**Supplied material:**
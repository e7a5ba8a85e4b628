//! Bearer tokens identifying a user.
//!
//! A token reads `<user id>:<core>:<salt>` with core and salt in standard
//! base64. Only the argon2 hash of core and salt is ever stored.

use crate::{
    model::{Id, user::UserMarker},
    util::PositiveDuration,
};
use argon2::{Argon2, Params};
use base64::{DecodeError, Engine, display::Base64Display, prelude::BASE64_STANDARD};
use std::{
    fmt::{Debug, Formatter},
    num::ParseIntError,
    str::FromStr,
};
use thiserror::Error;
use time::UtcDateTime;

pub const AUTH_TOKEN_CORE_LEN: usize = 24;
pub const AUTH_TOKEN_SALT_LEN: usize = 18;
pub const AUTH_TOKEN_HASH_LEN: usize = Params::DEFAULT_OUTPUT_LEN;

#[derive(Clone, Eq, PartialEq, Debug, Error)]
#[error("Hashing auth token failed: {0}")]
pub struct AuthTokenHashError(argon2::Error);

#[derive(Clone, Eq, PartialEq, Debug, Error)]
pub enum AuthTokenDecodeError {
    #[error("Expected three parts separated by ':'")]
    NotEnoughParts,
    #[error("Invalid user id: {0}")]
    InvalidUserId(ParseIntError),
    #[error("Decoding base64 failed: {0}")]
    Decode(#[from] DecodeError),
    #[error("The core part has the wrong length")]
    InvalidCoreLength,
    #[error("The salt part has the wrong length")]
    InvalidSaltLength,
}

#[derive(Clone, Eq, PartialEq, Hash)]
pub struct AuthToken {
    pub user_id: Id<UserMarker>,
    pub core: [u8; AUTH_TOKEN_CORE_LEN],
    pub salt: [u8; AUTH_TOKEN_SALT_LEN],
}

#[derive(Clone, Eq, PartialEq, Hash)]
pub struct AuthTokenHash(pub Box<[u8; AUTH_TOKEN_HASH_LEN]>);

/// A stored login for one user.
#[derive(Clone, Eq, PartialEq, Debug, Hash)]
pub struct Authentication {
    pub user: Id<UserMarker>,
    pub token_hash: AuthTokenHash,
    pub created_at: UtcDateTime,
    pub expires_after: Option<PositiveDuration>,
}

impl Authentication {
    #[must_use]
    pub fn is_expired(&self, now: UtcDateTime) -> bool {
        self.expires_after
            .is_some_and(|expires_after| self.created_at + expires_after.get() < now)
    }
}

impl AuthToken {
    #[must_use]
    pub fn generate_random(user_id: Id<UserMarker>) -> Self {
        Self {
            user_id,
            core: rand::random(),
            salt: rand::random(),
        }
    }

    #[must_use]
    pub fn as_token_str(&self) -> String {
        let user_id = self.user_id;
        let core = Base64Display::new(&self.core, &BASE64_STANDARD);
        let salt = Base64Display::new(&self.salt, &BASE64_STANDARD);

        format!("{user_id}:{core}:{salt}")
    }

    pub fn hash(&self) -> Result<AuthTokenHash, AuthTokenHashError> {
        let mut hash = Box::new([0; AUTH_TOKEN_HASH_LEN]);
        Argon2::default()
            .hash_password_into(&self.core, &self.salt, &mut *hash)
            .map_err(AuthTokenHashError)?;

        Ok(AuthTokenHash(hash))
    }
}

impl FromStr for AuthToken {
    type Err = AuthTokenDecodeError;

    fn from_str(s: &str) -> Result<Self, Self::Err> {
        let [user_id, core, salt] = {
            let mut parts = s.splitn(3, ':');
            let mut next = || parts.next().ok_or(Self::Err::NotEnoughParts);
            [next()?, next()?, next()?]
        };

        Ok(Self {
            user_id: Id::from_str(user_id).map_err(Self::Err::InvalidUserId)?,
            core: BASE64_STANDARD
                .decode(core)?
                .try_into()
                .map_err(|_| Self::Err::InvalidCoreLength)?,
            salt: BASE64_STANDARD
                .decode(salt)?
                .try_into()
                .map_err(|_| Self::Err::InvalidSaltLength)?,
        })
    }
}

impl Debug for AuthToken {
    fn fmt(&self, f: &mut Formatter<'_>) -> std::fmt::Result {
        f.debug_struct("AuthToken")
            .field("user_id", &self.user_id)
            .finish_non_exhaustive()
    }
}

impl Debug for AuthTokenHash {
    fn fmt(&self, f: &mut Formatter<'_>) -> std::fmt::Result {
        f.debug_tuple("AuthTokenHash").field(&"[redacted]").finish()
    }
}

#[derive(Clone, Eq, PartialEq, Ord, PartialOrd, Debug, Default, Hash, Error)]
#[error("The auth token hash had an invalid length")]
pub struct InvalidAuthTokenHashError;

impl TryFrom<Vec<u8>> for AuthTokenHash {
    type Error = InvalidAuthTokenHashError;

    fn try_from(value: Vec<u8>) -> Result<Self, Self::Error> {
        let bytes: [u8; AUTH_TOKEN_HASH_LEN] =
            value.try_into().map_err(|_| InvalidAuthTokenHashError)?;
        Ok(Self(Box::new(bytes)))
    }
}
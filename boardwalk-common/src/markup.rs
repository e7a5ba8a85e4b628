//! Turns submitted post text into HTML that can be rendered as-is.
//!
//! The text is escaped once up front. The two rewrites that follow only ever
//! insert markup around already-escaped content.

use once_cell::sync::Lazy;
use regex::Regex;

/// `::` at the start of a line highlights the rest of it.
static HIGHLIGHT_RE: Lazy<Regex> = Lazy::new(|| {
    Regex::new(r"(?mR)^[ \t]*(::.*?)[ \t]*$").expect("invalid highlight regex")
});

/// `>>123` at the start of a line links to post 123. Matched after escaping.
static BACK_REFERENCE_RE: Lazy<Regex> = Lazy::new(|| {
    Regex::new(r"(?mR)^[ \t]*(&gt;&gt;([0-9]+))").expect("invalid back-reference regex")
});

const HIGHLIGHT_REPLACEMENT: &str = r#"<span class="highlight">$1</span>"#;
const BACK_REFERENCE_REPLACEMENT: &str =
    r##"<a class="quote-link" data-quoted="$2" href="#$2/">$1</a>"##;

#[must_use]
pub fn render_post_text(raw: &str) -> String {
    let escaped = escape_html(raw);
    let highlighted = HIGHLIGHT_RE.replace_all(&escaped, HIGHLIGHT_REPLACEMENT);
    BACK_REFERENCE_RE
        .replace_all(&highlighted, BACK_REFERENCE_REPLACEMENT)
        .into_owned()
}

#[must_use]
pub fn escape_html(raw: &str) -> String {
    let mut escaped = String::with_capacity(raw.len());
    for c in raw.chars() {
        match c {
            '&' => escaped.push_str("&amp;"),
            '<' => escaped.push_str("&lt;"),
            '>' => escaped.push_str("&gt;"),
            '"' => escaped.push_str("&quot;"),
            '\'' => escaped.push_str("&#x27;"),
            c => escaped.push(c),
        }
    }
    escaped
}
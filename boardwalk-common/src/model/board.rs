use crate::model::Id;
use once_cell::sync::Lazy;
use regex::Regex;
use serde::{
    Deserialize, Deserializer, Serialize,
    de::{Error, Unexpected},
};
use std::fmt::Display;
use thiserror::Error;

pub const BOARD_LINK_MAX_LEN: usize = 32;

static BOARD_LINK_RE: Lazy<Regex> =
    Lazy::new(|| Regex::new(r"^[a-z0-9][a-z0-9_-]{0,31}$").expect("invalid board link regex"));

#[derive(Copy, Clone, Eq, PartialEq, Ord, PartialOrd, Debug, Default, Hash)]
pub struct BoardMarker;

#[derive(Clone, Eq, PartialEq, Debug, Default, Hash, Deserialize, Serialize)]
pub struct Board {
    pub id: Id<BoardMarker>,
    pub link: BoardLink,
    pub title: String,
}

/// The short slug a board is addressed by, e.g. `b` or `tech`.
#[derive(Clone, Eq, PartialEq, Ord, PartialOrd, Debug, Default, Hash, Serialize)]
#[serde(transparent)]
pub struct BoardLink(String);

#[derive(Clone, Eq, PartialEq, Ord, PartialOrd, Debug, Default, Hash, Error)]
#[error("The board link is invalid: {0:?}")]
pub struct InvalidBoardLinkError(String);

impl BoardLink {
    pub fn new(link: String) -> Result<Self, InvalidBoardLinkError> {
        if BOARD_LINK_RE.is_match(&link) {
            Ok(Self(link))
        } else {
            Err(InvalidBoardLinkError(link))
        }
    }

    #[must_use]
    pub fn get(&self) -> &str {
        &self.0
    }
}

impl Display for BoardLink {
    fn fmt(&self, f: &mut std::fmt::Formatter<'_>) -> std::fmt::Result {
        f.write_str(&self.0)
    }
}

impl<'de> Deserialize<'de> for BoardLink {
    fn deserialize<D>(deserializer: D) -> Result<Self, D::Error>
    where
        D: Deserializer<'de>,
    {
        let inner = String::deserialize(deserializer)?;
        BoardLink::new(inner)
            .map_err(|err| Error::invalid_value(Unexpected::Str(&err.0), &"a board link"))
    }
}
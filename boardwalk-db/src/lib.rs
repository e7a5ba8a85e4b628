pub mod client;
mod record;

use sqlx::migrate::Migrator;

pub static MIGRATOR: Migrator = sqlx::migrate!();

**Problem to solve:** Each line above that contains the string "class" should be identified and copied.

**Solution for this exercise:**
const HIGHLIGHT_REPLACEMENT: &str = r#"<span class="highlight">$1</span>"#;
    r##"<a class="quote-link" data-quoted="$2" href="#$2/">$1</a>"##;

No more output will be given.